Hello, everyone! As some of you who have been longtime following me already know, I'm an international student learning programming and design in Aalborg, Denmark. For those of you who might not know though, I'll tell you a significant part of my studies here rely heavily on group cooperation and projects.
Image source: Pixabay.com
For this purpose, I'd like to write a few lines today on one particular project management method that I and my current have been trying to put in practice with respect to setting realistic objectives for our project that we need to hand in at the end of this month.

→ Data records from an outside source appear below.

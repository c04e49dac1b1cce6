//! Kafka connector for bwNetFlow flow records.
//!
//! A [`Connector`](kafka::Connector) opens TLS/SASL-authenticated consumer and
//! producer sessions against a Kafka cluster and exposes them as bounded tokio
//! channels of [`FlowMessage`](flow::FlowMessage).
pub mod conf;
pub mod flow;
pub mod kafka;
pub mod utils;

pub use flow::{FlowMessage, FlowType};
pub use kafka::{Connector, ConnectorError, Credentials, InitialOffset};
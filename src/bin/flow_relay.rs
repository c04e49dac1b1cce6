use flow_connector::{
    conf::{load_dotenv, KafkaConfig},
    kafka::{Connector, InitialOffset},
    utils::o11y::{build_subscriber, logging::log_error},
};

use clap::Parser;
use tracing::{info, info_span, instrument, warn, Instrument};

/// Consume flows from Kafka topics and republish them to another topic.
#[derive(Parser)]
struct Cli {
    /// Path to the configuration file
    #[arg(long, value_name = "FILE", default_value = "config.yaml")]
    config: String,

    /// Comma-separated topics to consume from
    #[arg(long, value_delimiter = ',', required = true)]
    topics: Vec<String>,

    /// Consumer group to join
    #[arg(long)]
    group_id: String,

    /// Topic the flows are republished to
    #[arg(long)]
    output_topic: String,

    /// Where to start when the group has no committed offset
    #[arg(long, default_value = "latest")]
    offset: InitialOffset,

    /// Authenticate as the anonymous user instead of reading
    /// KAFKA_SASL_USER and KAFKA_SASL_PASS
    #[arg(long)]
    anon: bool,
}

#[instrument(skip_all, fields(group_id = %args.group_id, output_topic = %args.output_topic))]
async fn run(args: Cli, config: KafkaConfig) -> Result<(), flow_connector::ConnectorError> {
    let brokers = config.brokers.clone();
    let uses_sasl = config.security_protocol.uses_sasl();
    let mut connector = Connector::from_config(config);
    if args.anon {
        connector.set_auth_anon();
    } else if uses_sasl {
        connector.set_auth_from_env()?;
    }

    let topics: Vec<&str> = args.topics.iter().map(String::as_str).collect();
    connector
        .start_consumer(&brokers, &topics, &args.group_id, args.offset)
        .await?;
    if let Err(error) = connector.start_producer(&brokers, &args.output_topic).await {
        connector.close().await;
        return Err(error);
    }

    let (Some(mut flows), Some(output)) =
        (connector.take_consumer_channel(), connector.producer_channel())
    else {
        connector.close().await;
        return Ok(());
    };

    let shutdown = tokio::signal::ctrl_c().instrument(info_span!("sigint handler"));
    tokio::pin!(shutdown);

    let mut relayed: u64 = 0;
    loop {
        tokio::select! {
            result = &mut shutdown => {
                if let Err(error) = result {
                    log_error!(error, "failed to listen for ctrl-c event");
                }
                info!("received ctrl-c, shutting down");
                break;
            }
            flow = flows.recv() => {
                let Some(flow) = flow else {
                    warn!("consumer channel closed");
                    break;
                };
                if output.send(flow).await.is_err() {
                    warn!("producer channel closed");
                    break;
                }
                relayed += 1;
                if relayed % 10_000 == 0 {
                    info!(relayed, "relaying flows");
                }
            }
        }
    }

    drop(output);
    connector.close().await;
    info!(relayed, "relay stopped");
    Ok(())
}

#[tokio::main]
async fn main() {
    load_dotenv();

    let args = Cli::parse();

    let subscriber = build_subscriber().expect("failed to build subscriber");
    tracing::subscriber::set_global_default(subscriber).expect("failed to install subscriber");

    let config = KafkaConfig::load(&args.config).expect("failed to load configuration");

    if let Err(error) = run(args, config).await {
        log_error!(error, "flow relay failed");
        std::process::exit(1);
    }
}
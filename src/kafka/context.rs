//! rdkafka client contexts that turn librdkafka callbacks into channel events.
//!
//! The callbacks run on librdkafka's polling threads and must not block, so
//! events are handed over with `try_send`. When nobody drains a channel and it
//! fills up, further events are dropped and logged.
use crate::kafka::base::EVENT_CHANNEL_CAPACITY;

use rdkafka::{
    client::ClientContext,
    consumer::{BaseConsumer, ConsumerContext, Rebalance},
    error::KafkaError,
    message::Message,
    producer::{DeliveryResult, ProducerContext},
    TopicPartitionList,
};
use tokio::sync::mpsc::{self, error::TrySendError};
use tracing::{debug, warn};

#[derive(Clone, Debug, PartialEq, Eq)]
pub struct TopicPartition {
    pub topic: String,
    pub partition: i32,
}

/// Consumer group rebalance event.
#[derive(Clone, Debug, PartialEq, Eq)]
pub enum Notification {
    /// Partitions claimed by this consumer.
    Assigned(Vec<TopicPartition>),
    /// Partitions released by this consumer.
    Revoked(Vec<TopicPartition>),
    Failed(String),
}

fn topic_partitions(tpl: &TopicPartitionList) -> Vec<TopicPartition> {
    tpl.elements()
        .iter()
        .map(|elem| TopicPartition {
            topic: elem.topic().to_string(),
            partition: elem.partition(),
        })
        .collect()
}

impl Notification {
    pub fn from_rebalance(rebalance: &Rebalance<'_>) -> Self {
        match rebalance {
            Rebalance::Assign(tpl) => Notification::Assigned(topic_partitions(tpl)),
            Rebalance::Revoke(tpl) => Notification::Revoked(topic_partitions(tpl)),
            Rebalance::Error(error) => Notification::Failed(error.to_string()),
        }
    }
}

/// Error reported while producing.
///
/// `topic` is set for failed deliveries and unset for client-level errors.
#[derive(Clone, Debug)]
pub struct ProducerError {
    pub topic: Option<String>,
    pub error: KafkaError,
}

pub(crate) fn forward<T>(sender: &mpsc::Sender<T>, event: T, kind: &str) {
    match sender.try_send(event) {
        Ok(()) => {}
        Err(TrySendError::Full(_)) => {
            warn!(channel = kind, "event channel full, dropping event")
        }
        Err(TrySendError::Closed(_)) => {
            debug!(channel = kind, "event channel closed, dropping event")
        }
    }
}

/// Receiving ends of a consumer session's event channels.
#[derive(Debug)]
pub struct ConsumerEvents {
    pub errors: mpsc::Receiver<KafkaError>,
    pub notifications: mpsc::Receiver<Notification>,
}

pub struct ConsumerEventContext {
    errors: mpsc::Sender<KafkaError>,
    notifications: mpsc::Sender<Notification>,
}

impl ConsumerEventContext {
    pub fn new() -> (Self, ConsumerEvents) {
        let (errors_tx, errors_rx) = mpsc::channel(EVENT_CHANNEL_CAPACITY);
        let (notifications_tx, notifications_rx) = mpsc::channel(EVENT_CHANNEL_CAPACITY);
        let context = Self {
            errors: errors_tx,
            notifications: notifications_tx,
        };
        let events = ConsumerEvents {
            errors: errors_rx,
            notifications: notifications_rx,
        };
        (context, events)
    }

    /// A sender for errors observed outside of librdkafka callbacks.
    pub fn error_sender(&self) -> mpsc::Sender<KafkaError> {
        self.errors.clone()
    }
}

impl ClientContext for ConsumerEventContext {
    fn error(&self, error: KafkaError, reason: &str) {
        debug!(error.message = %error, reason, "consumer client error");
        forward(&self.errors, error, "consumer_errors");
    }
}

impl ConsumerContext for ConsumerEventContext {
    fn post_rebalance(&self, _base_consumer: &BaseConsumer<Self>, rebalance: &Rebalance<'_>) {
        forward(
            &self.notifications,
            Notification::from_rebalance(rebalance),
            "consumer_notifications",
        );
    }
}

/// Receiving end of a producer session's error channel.
#[derive(Debug)]
pub struct ProducerEvents {
    pub errors: mpsc::Receiver<ProducerError>,
}

pub struct ProducerEventContext {
    errors: mpsc::Sender<ProducerError>,
}

impl ProducerEventContext {
    pub fn new() -> (Self, ProducerEvents) {
        let (errors_tx, errors_rx) = mpsc::channel(EVENT_CHANNEL_CAPACITY);
        (Self { errors: errors_tx }, ProducerEvents { errors: errors_rx })
    }

    pub fn error_sender(&self) -> mpsc::Sender<ProducerError> {
        self.errors.clone()
    }
}

impl ClientContext for ProducerEventContext {
    fn error(&self, error: KafkaError, reason: &str) {
        debug!(error.message = %error, reason, "producer client error");
        forward(
            &self.errors,
            ProducerError { topic: None, error },
            "producer_errors",
        );
    }
}

impl ProducerContext for ProducerEventContext {
    type DeliveryOpaque = ();

    fn delivery(&self, delivery_result: &DeliveryResult<'_>, _delivery_opaque: Self::DeliveryOpaque) {
        if let Err((error, message)) = delivery_result {
            forward(
                &self.errors,
                ProducerError {
                    topic: Some(message.topic().to_string()),
                    error: error.clone(),
                },
                "producer_errors",
            );
        }
    }
}

#[cfg(test)]
mod tests {
    use super::*;
    use rdkafka::types::RDKafkaErrorCode;

    #[test]
    fn test_rebalance_to_notification() {
        let mut tpl = TopicPartitionList::new();
        tpl.add_partition("flows", 0);
        tpl.add_partition("flows", 3);
        let expected = vec![
            TopicPartition {
                topic: "flows".to_string(),
                partition: 0,
            },
            TopicPartition {
                topic: "flows".to_string(),
                partition: 3,
            },
        ];
        assert_eq!(
            Notification::from_rebalance(&Rebalance::Assign(&tpl)),
            Notification::Assigned(expected.clone())
        );
        assert_eq!(
            Notification::from_rebalance(&Rebalance::Revoke(&tpl)),
            Notification::Revoked(expected)
        );
    }

    #[test]
    fn test_client_errors_are_forwarded() {
        let (context, mut events) = ConsumerEventContext::new();
        context.error(
            KafkaError::Global(RDKafkaErrorCode::AllBrokersDown),
            "all brokers down",
        );
        let error = events.errors.try_recv().unwrap();
        assert_eq!(error, KafkaError::Global(RDKafkaErrorCode::AllBrokersDown));
    }

    #[test]
    fn test_full_channel_does_not_block() {
        let (context, mut events) = ProducerEventContext::new();
        for _ in 0..EVENT_CHANNEL_CAPACITY + 10 {
            context.error(
                KafkaError::Global(RDKafkaErrorCode::BrokerTransportFailure),
                "transport failure",
            );
        }
        let mut received = 0;
        while let Ok(event) = events.errors.try_recv() {
            assert!(event.topic.is_none());
            received += 1;
        }
        assert_eq!(received, EVENT_CHANNEL_CAPACITY);
    }

    #[test]
    fn test_closed_channel_is_ignored() {
        let (context, events) = ConsumerEventContext::new();
        drop(events);
        context.error(
            KafkaError::Global(RDKafkaErrorCode::AllBrokersDown),
            "all brokers down",
        );
    }
}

This project management method is called the MoSCoW method. It stands for the following terms: must have, should have, could have, and, ultimately, won't have. This very useful prioritization technique enables you and your collaborators divide goals in an easily interpretable way, having to decide, for example in my case, what key features must, should, could, or won't be implemented, depending on both the internal and external factors and various criteria.
Therefore, the central advantages of using this goal-setting method is correlated with:
a) assessing what near-future milestones are accessible and realistic and need to be fulfilled (the must have ones, namely);
b) speculate on the things you might like to add or modify in your project if only you'd have more time and/or other resources (the shoulds and coulds);
c) acknowledge what nearly certainly you won't be able to include in your final product (the won'ts)
Other notable advantages include the relatively short amount of time of elaborating the method and applying it into the context of your work as well as the efficiency of major objectives that are targeted for your project.
In conclusion, I hope you've found this brief article suitable for (perhaps) one of your projects as well. I'd also like to know your thoughts on this management technique in the comments section below. Thanks!